# Greece strikes



## CuriousReader (Apr 3, 2009)

I dont follow the details, but I am curious as to what's happening in Greece. So the country is going to bankruptcy basically, and the government is trying to cut all the perks that their public workers and unions seem to have been enjoying for quite a while. The unions/workers are not happy about losing their perks, so they go on strikes.

But what are they complaining about really? Yes, they will get cuts to their cushy perks, but then if they dont do so, the country will simply go bankrupt and it will make it worst for everybody wouldnt it? Or is there's a side that I havent heard?

What do you think?


----------



## the-royal-mail (Dec 11, 2009)

Nobody wants to suffer. Everyone says "cut somewhere else". It's easy for us to say they should take half a loaf, but unless you're in the situation personally, I don't think you can know what it feels like. Given how cash-strapped people are these days (due largely to their excess desires to have the best of the best NOW and not do without any device) I am not surprised that they are protesting. For them this basically means they'll be even further in personal debt.

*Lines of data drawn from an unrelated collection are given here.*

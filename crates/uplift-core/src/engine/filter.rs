//! Filter phase: accept upgrades and act on lower-quality entries.

use tracing::{debug, info};

use super::{FilterReport, UpgradeEngine};
use crate::config::PreparedConfig;
use crate::error::UpliftResult;
use crate::grouping::group_entries;
use crate::quality::Quality;
use crate::store::{UpgradeRecord, UpgradeStore};
use crate::traits::Entry;
use crate::types::Batch;

/// Reason given to an entry accepted as an upgrade.
pub const REASON_UPGRADED: &str = "upgraded quality";
/// Reason given to an entry below the tracked quality.
pub const REASON_LOWER_THAN_EXISTING: &str = "lower than existing quality";
/// Reason given to an entry below the accepted upgrade.
pub const REASON_LOWER_THAN_ENTRIES: &str = "lower quality compared to entries";

/// Decision for one identifier group with a tracked record.
#[derive(Debug, Clone, PartialEq, Eq)]
pub enum GroupDecision {
    /// The tracked quality already meets or beats the target; leave the
    /// group alone.
    AtTarget,
    /// Nothing in the group is within the target.
    NoCandidates,
    Ranked {
        /// Position of the entry to accept as an upgrade.
        upgrade: Option<usize>,
        /// Positions within the target, best first.
        candidates: Vec<usize>,
    },
}

/// Rank the entries at `positions` against the tracked record.
///
/// Entries of equal quality keep their batch order, so the earliest of
/// several equally good entries is the one proposed as the upgrade.
pub fn decide_group<E: Entry>(
    entries: &[E],
    positions: &[usize],
    record: &UpgradeRecord,
    config: &PreparedConfig,
) -> GroupDecision {
    let mut candidates = positions.to_vec();

    if let Some(target) = &config.target {
        if record.quality > target.nominal_quality() || target.allows(&record.quality) {
            return GroupDecision::AtTarget;
        }
        candidates.retain(|&i| target.allows(&entries[i].quality()));
    }

    if candidates.is_empty() {
        return GroupDecision::NoCandidates;
    }

    // Stable sort, best first.
    candidates.sort_by(|&a, &b| entries[b].quality().cmp(&entries[a].quality()));
    let best = candidates[0];
    let upgrade = (entries[best].quality() > record.quality).then_some(best);

    GroupDecision::Ranked { upgrade, candidates }
}

/// Candidates that get the `on_lower` action, each listed once with its
/// reason.
///
/// `accepted` is the quality of the upgrade that was actually accepted, if
/// any. Above-target entries never show up here: a group whose record
/// already meets the target is [`GroupDecision::AtTarget`].
pub fn lower_entries<E: Entry>(
    entries: &[E],
    candidates: &[usize],
    record: &UpgradeRecord,
    accepted: Option<Quality>,
) -> Vec<(usize, &'static str)> {
    candidates
        .iter()
        .filter_map(|&i| {
            let quality = entries[i].quality();
            if quality < record.quality {
                Some((i, REASON_LOWER_THAN_EXISTING))
            } else if accepted.is_some_and(|best| quality < best) {
                Some((i, REASON_LOWER_THAN_ENTRIES))
            } else {
                None
            }
        })
        .collect()
}

impl<S: UpgradeStore> UpgradeEngine<S> {
    /// Run the filter phase over a batch.
    ///
    /// Only groups with a tracked record are considered, and entries already
    /// rejected or failed take no part. Dispositions are changed in place;
    /// the store is read but never written.
    pub fn filter<E: Entry>(&self, batch: &mut Batch<E>) -> UpliftResult<FilterReport> {
        let live = batch
            .entries()
            .iter()
            .enumerate()
            .filter(|(_, e)| !e.disposition().is_final());
        let groups = group_entries(live, &self.config.identified_by);
        let mut report = FilterReport {
            groups: groups.len(),
            dropped: groups.dropped(),
            ..FilterReport::default()
        };
        if groups.is_empty() {
            return Ok(report);
        }

        let identifiers = groups.identifiers();
        let existing = self.store.with_transaction(|repo| repo.fetch_many(&identifiers))?;
        let action = self.config.on_lower.action();
        let entries = batch.entries_mut();

        for (identifier, positions) in groups.iter() {
            let Some(record) = existing.get(identifier) else {
                continue;
            };
            report.tracked += 1;

            match decide_group(entries, positions, record, &self.config) {
                GroupDecision::AtTarget => {
                    debug!(identifier, quality = %record.quality, "Already at target quality");
                    report.at_target += 1;
                }
                GroupDecision::NoCandidates => {
                    debug!(identifier, "No entries within target");
                    report.no_candidates += 1;
                }
                GroupDecision::Ranked { upgrade, candidates } => {
                    let mut accepted = None;
                    if let Some(i) = upgrade {
                        entries[i].accept(REASON_UPGRADED);
                        if entries[i].is_accepted() {
                            debug!(
                                identifier,
                                from = %record.quality,
                                to = %entries[i].quality(),
                                title = entries[i].title(),
                                "Accepted upgrade"
                            );
                            accepted = Some(entries[i].quality());
                            report.upgraded += 1;
                        } else {
                            debug!(identifier, title = entries[i].title(), "Upgrade was not accepted");
                        }
                    }
                    if let Some(action) = action {
                        for (i, reason) in lower_entries(entries, &candidates, record, accepted) {
                            debug!(identifier, title = entries[i].title(), ?action, reason, "Acting on lower entry");
                            action.apply(&mut entries[i], reason);
                            report.lower_actioned += 1;
                        }
                    }
                }
            }
        }

        info!(
            groups = report.groups,
            tracked = report.tracked,
            upgraded = report.upgraded,
            lower_actioned = report.lower_actioned,
            "Upgrade filter finished"
        );
        Ok(report)
    }
}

France didn't have an easy time with austerity measures either, nor will any country that tries to impose this upon its citizens.

Why hasn't the gov't addressed the core issue that caused this problem in the first place? Why should companies be laying people off just because they make less profit? The greed these days is out of control. And the little working class people are NOT the ones who caused this - why should they suffer?


----------



## HaroldCrump (Jun 10, 2009)

the-royal-mail said:


> Why should companies be laying people off just because they make less profit?


In the case of Greece, it's because the majority of folks do not work for companies that make profit.
They work for the govt.
Which is funded by tax-payers.

As less and less people work for profit-making (and tax paying) private enterprises, the govt. collects less money and thus has less to pay out to the cushy public sector fat-cats.

So the govt. starts borrowing and starts running deficits (in this case, made easy by the strength of the common currency).

Eventually, the whole castle-in-the-air starts evaporating.
The house of cards collapses.
The party is over and all that's left is a ruddy hangover.

It's a variation of the Labor Theory of Value. You can't keep creating something out of nothing.
If labor is not adding real, net value to goods and services, you cannot grow the economy.


----------



## CuriousReader (Apr 3, 2009)

the-royal-mail said:


> Why should companies be laying people off just because they make less profit? The greed these days is out of control. And the little working class people are NOT the ones who caused this - why should they suffer?


I dont think that's applicable in Greece's case - All I've read is all the mess mainly because of government giving out really cushy pay and perks to the public sector and seems like Greece have a really big public sector.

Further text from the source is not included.